CRW 526 Advanced Magazine Practicum (3)
Editorial apprenticeship for a national literary journal. This course may include a range of assignments, such as managing submissions and readers, top and lead editing, and serving in a leadership role on the editorial staff of the journal. Advanced examination of the practical business of running a magazine, including editorial, marketing, and promotion.
 
CRW 560 Book Publishing Practicum (3)
A select group of graduate students supports the work of the department’s award-winning publishing imprint, Lookout Books (lookout.org). This practical course functions primarily as a hands-on internship at an independent press and provides experience in everything from evaluating manuscripts to fact checking, from designing book interiors and pitching cover concepts to developing marketing plans in support of the imprint’s forthcoming titles. The Lookout experience will prove valuable for students interested in furthering their understanding of literary publishing, whether they want to enter the industry or learn about it toward their aspirations as authors. Alumni have gone on to found imprints and to lead at HarperCollins, Graywolf, W. W. Norton, Hub City Press, Orion, and Southern Humanities Review, among many others.

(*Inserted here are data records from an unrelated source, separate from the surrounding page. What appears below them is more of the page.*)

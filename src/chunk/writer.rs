//! Append-only chunk file writer.
//!
//! The writer owns one open chunk at a time and moves through
//! Closed → Open → Writing → Closing → Closed. Patch slots in the header
//! (size, duration, checkpoint/metadata offsets) are rewritten on close;
//! checkpoint records get their backward delta patched as they are appended,
//! which threads them into an intrusive linked list through the file.

use std::fs::File;
use std::io::{self, BufWriter, Seek, SeekFrom, Write};
use std::path::{Path, PathBuf};

use super::format::{
    self, padded_u32, ChunkHeader, Decoder, HEADER_SIZE, PADDED_U32_BITS, PADDED_U32_SIZE,
};
use crate::clock;

/// Largest chunk the checkpoint back-reference can span: the delta is a
/// zigzag value in a padded u32 slot.
pub const MAX_CHUNK_SPAN: u64 = 1 << (PADDED_U32_BITS - 1);

pub struct ChunkWriter {
    file: BufWriter<File>,
    path: PathBuf,
    offset: u64,
    last_checkpoint_offset: u64,
    metadata_offset: u64,
    start_ticks: u64,
    start_nanos: u64,
    generation: u8,
    scratch: Vec<u8>,
}

impl ChunkWriter {
    /// Create the chunk file and reserve its header. Start times are latched
    /// here for the duration computation at close.
    pub fn open(path: impl AsRef<Path>, generation: u8) -> io::Result<Self> {
        let path = path.as_ref().to_path_buf();
        let file = File::create(&path)?;
        let mut writer = Self {
            file: BufWriter::new(file),
            path,
            offset: HEADER_SIZE as u64,
            last_checkpoint_offset: 0,
            metadata_offset: 0,
            start_ticks: clock::ticks_now(),
            start_nanos: clock::wall_nanos(),
            generation,
            scratch: Vec::new(),
        };
        let header = writer.header(false);
        header.write_to(&mut writer.file)?;
        Ok(writer)
    }

    fn header(&self, is_final: bool) -> ChunkHeader {
        ChunkHeader {
            chunk_size: self.offset,
            last_checkpoint_offset: self.last_checkpoint_offset,
            metadata_offset: self.metadata_offset,
            start_nanos: self.start_nanos,
            duration_nanos: clock::ticks_now().saturating_sub(self.start_ticks),
            start_ticks: self.start_ticks,
            ticks_per_second: clock::TICKS_PER_SECOND,
            generation: self.generation,
            is_final,
        }
    }

    pub fn path(&self) -> &Path {
        &self.path
    }

    /// Bytes appended so far, header included.
    pub fn size(&self) -> u64 {
        self.offset
    }

    pub fn start_ticks(&self) -> u64 {
        self.start_ticks
    }

    /// Append already-framed event records drained from a buffer.
    pub fn append_record_bytes(&mut self, bytes: &[u8]) -> io::Result<()> {
        self.file.write_all(bytes)?;
        self.offset += bytes.len() as u64;
        Ok(())
    }

    /// Frame and append a single event with the given payload.
    pub fn append_event(&mut self, type_id: u64, payload: &[u8]) -> io::Result<()> {
        let mut record = std::mem::take(&mut self.scratch);
        record.clear();
        record.extend_from_slice(&[0; PADDED_U32_SIZE]);
        format::put_var_u64(&mut record, type_id);
        format::put_var_u64(&mut record, clock::ticks_now());
        record.extend_from_slice(payload);
        let size = padded_u32(record.len() as u32);
        record[..PADDED_U32_SIZE].copy_from_slice(&size);
        let result = self.append_record_bytes(&record);
        self.scratch = record;
        result
    }

    /// Append back-to-back checkpoint records, patching each record's
    /// backward delta slot and advancing the last-checkpoint chain.
    ///
    /// Records arrive with a zeroed delta slot; malformed input is rejected
    /// rather than written, so a buffer corruption cannot poison the chain.
    pub fn append_checkpoint_records(&mut self, bytes: &[u8]) -> io::Result<()> {
        let mut dec = Decoder::new(bytes);
        while dec.remaining() > 0 {
            let record_start = dec.offset();
            let size = dec.padded_u32()? as usize;
            if size < PADDED_U32_SIZE || size > dec.remaining() + PADDED_U32_SIZE {
                return Err(io::Error::new(
                    io::ErrorKind::InvalidData,
                    "malformed checkpoint record",
                ));
            }
            let type_id = dec.var_u64()?;
            if type_id != format::EVENT_CHECKPOINT {
                return Err(io::Error::new(
                    io::ErrorKind::InvalidData,
                    "non-checkpoint record in checkpoint buffer",
                ));
            }
            dec.var_u64()?; // start ticks
            dec.var_u64()?; // duration
            let delta_slot = dec.offset() - record_start;
            dec.skip(size - delta_slot)?;

            let record_offset = self.offset;
            let delta = if self.last_checkpoint_offset == 0 {
                0
            } else {
                self.last_checkpoint_offset as i64 - record_offset as i64
            };
            debug_assert!(delta <= 0);
            debug_assert!(delta.unsigned_abs() < MAX_CHUNK_SPAN);

            let mut record = std::mem::take(&mut self.scratch);
            record.clear();
            record.extend_from_slice(&bytes[record_start..record_start + size]);
            record[delta_slot..delta_slot + PADDED_U32_SIZE]
                .copy_from_slice(&padded_u32(format::zigzag(delta) as u32));
            let result = self.append_record_bytes(&record);
            self.scratch = record;
            result?;
            self.last_checkpoint_offset = record_offset;
        }
        Ok(())
    }

    /// Append a metadata event and remember its offset for the header.
    pub fn append_metadata(&mut self, metadata_id: u64, payload: &[u8]) -> io::Result<()> {
        let offset = self.offset;
        let mut body = Vec::with_capacity(payload.len() + 12);
        format::put_var_u64(&mut body, 0); // duration
        format::put_var_u64(&mut body, metadata_id);
        body.extend_from_slice(payload);
        self.append_event(format::EVENT_METADATA, &body)?;
        self.metadata_offset = offset;
        Ok(())
    }

    /// Repatch the header mid-chunk so a crash leaves a readable prefix.
    pub fn flush_header(&mut self) -> io::Result<()> {
        self.patch_header(false)
    }

    fn patch_header(&mut self, is_final: bool) -> io::Result<()> {
        self.file.flush()?;
        self.file.seek(SeekFrom::Start(0))?;
        let header = self.header(is_final);
        header.write_to(&mut self.file)?;
        self.file.flush()?;
        self.file.seek(SeekFrom::Start(self.offset))?;
        Ok(())
    }

    /// Finalize the chunk: patch size, duration, offsets and the final bit.
    /// Returns the chunk size.
    pub fn close(mut self) -> io::Result<u64> {
        self.patch_header(true)?;
        Ok(self.offset)
    }

    /// Best-effort close for the fatal-error path: patch what we can and
    /// leave the final bit unset so readers know the chunk was truncated.
    pub fn emergency_close(mut self) -> io::Result<u64> {
        self.patch_header(false)?;
        Ok(self.offset)
    }
}

#[cfg(test)]
mod tests {
    use super::*;
    use crate::chunk::format::{EVENT_CHECKPOINT, EVENT_DATA_LOSS};
    use std::io::Read;
    use tempfile::TempDir;

    fn read_header(path: &Path) -> ChunkHeader {
        let mut file = File::open(path).unwrap();
        ChunkHeader::read_from(&mut file).unwrap()
    }

    /// Build a checkpoint record with a zeroed delta slot, as the
    /// checkpoint writer stages them in its buffers.
    fn staged_checkpoint_record(ticks: u64, kind: u64) -> Vec<u8> {
        let mut record = vec![0; PADDED_U32_SIZE];
        format::put_var_u64(&mut record, EVENT_CHECKPOINT);
        format::put_var_u64(&mut record, ticks);
        format::put_var_u64(&mut record, 0);
        record.extend_from_slice(&padded_u32(0));
        format::put_var_u64(&mut record, kind);
        record.extend_from_slice(&padded_u32(0)); // pool count
        let size = padded_u32(record.len() as u32);
        record[..PADDED_U32_SIZE].copy_from_slice(&size);
        record
    }

    #[test]
    fn test_open_reserves_header() {
        let dir = TempDir::new().unwrap();
        let path = dir.path().join("chunk.0.frc");
        let writer = ChunkWriter::open(&path, 1).unwrap();
        assert_eq!(writer.size(), HEADER_SIZE as u64);
        drop(writer);
        let header = read_header(&path);
        assert!(!header.is_final);
        assert_eq!(header.generation, 1);
    }

    #[test]
    fn test_close_patches_size_and_final_bit() {
        let dir = TempDir::new().unwrap();
        let path = dir.path().join("chunk.0.frc");
        let mut writer = ChunkWriter::open(&path, 1).unwrap();
        writer.append_event(EVENT_DATA_LOSS, &[1, 2, 3]).unwrap();
        let size = writer.close().unwrap();
        let header = read_header(&path);
        assert!(header.is_final);
        assert_eq!(header.chunk_size, size);
        assert_eq!(header.chunk_size, std::fs::metadata(&path).unwrap().len());
    }

    #[test]
    fn test_checkpoint_chain_links_backward() {
        let dir = TempDir::new().unwrap();
        let path = dir.path().join("chunk.0.frc");
        let mut writer = ChunkWriter::open(&path, 1).unwrap();

        let first = staged_checkpoint_record(10, 0);
        let first_offset = writer.size();
        writer.append_checkpoint_records(&first).unwrap();
        let second = staged_checkpoint_record(20, 0);
        let second_offset = writer.size();
        writer.append_checkpoint_records(&second).unwrap();
        writer.close().unwrap();

        let header = read_header(&path);
        assert_eq!(header.last_checkpoint_offset, second_offset);

        // Decode the second record's delta and follow it to the first.
        let mut contents = Vec::new();
        File::open(&path).unwrap().read_to_end(&mut contents).unwrap();
        let mut dec = Decoder::new(&contents[second_offset as usize..]);
        dec.padded_u32().unwrap();
        dec.var_u64().unwrap();
        dec.var_u64().unwrap();
        dec.var_u64().unwrap();
        let delta = format::unzigzag(u64::from(dec.padded_u32().unwrap()));
        assert_eq!(second_offset as i64 + delta, first_offset as i64);
    }

    #[test]
    fn test_first_checkpoint_has_zero_delta() {
        let dir = TempDir::new().unwrap();
        let path = dir.path().join("chunk.0.frc");
        let mut writer = ChunkWriter::open(&path, 1).unwrap();
        let offset = writer.size();
        writer
            .append_checkpoint_records(&staged_checkpoint_record(5, 1))
            .unwrap();
        writer.close().unwrap();

        let mut contents = Vec::new();
        File::open(&path).unwrap().read_to_end(&mut contents).unwrap();
        let mut dec = Decoder::new(&contents[offset as usize..]);
        dec.padded_u32().unwrap();
        dec.var_u64().unwrap();
        dec.var_u64().unwrap();
        dec.var_u64().unwrap();
        assert_eq!(dec.padded_u32().unwrap(), 0);
    }

    #[test]
    fn test_rejects_non_checkpoint_record_in_chain() {
        let dir = TempDir::new().unwrap();
        let path = dir.path().join("chunk.0.frc");
        let mut writer = ChunkWriter::open(&path, 1).unwrap();
        let mut record = vec![0; PADDED_U32_SIZE];
        format::put_var_u64(&mut record, EVENT_DATA_LOSS);
        let size = padded_u32(record.len() as u32);
        record[..PADDED_U32_SIZE].copy_from_slice(&size);
        assert!(writer.append_checkpoint_records(&record).is_err());
    }

    #[test]
    fn test_metadata_offset_recorded() {
        let dir = TempDir::new().unwrap();
        let path = dir.path().join("chunk.0.frc");
        let mut writer = ChunkWriter::open(&path, 2).unwrap();
        let expected = writer.size();
        writer.append_metadata(7, b"types").unwrap();
        writer.close().unwrap();
        let header = read_header(&path);
        assert_eq!(header.metadata_offset, expected);
    }

    #[test]
    fn test_emergency_close_leaves_final_bit_unset() {
        let dir = TempDir::new().unwrap();
        let path = dir.path().join("chunk.0.frc");
        let mut writer = ChunkWriter::open(&path, 1).unwrap();
        writer.append_event(EVENT_DATA_LOSS, &[]).unwrap();
        writer.emergency_close().unwrap();
        let header = read_header(&path);
        assert!(!header.is_final);
        assert_eq!(header.chunk_size, std::fs::metadata(&path).unwrap().len());
    }
}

The apprenticeship also surveys editorial and publishing practice and explores the independent press as a way to disrupt and reimagine unsustainable systems. The imprint staff meets weekly and works independently in and outside of the Pub Lab for approximately 6 additional hours weekly. Taking the course over two semesters is recommended to experience the complete lifecycle of a book. MFA students may repeat for credit without limit, space permitting.


CRW 525 Special Topic in Publishing
(Though not required, we recommend taking at least one special topic in publishing. Additional courses may be taken for elective credit.)
Intensive examination of a special area of publishing, such as book arts, book marketing and publicity, electronic publishing, editing poetry, access in publishing, grant writing, or a course taught by a guest instructor. May be repeated for credit under different subtitles.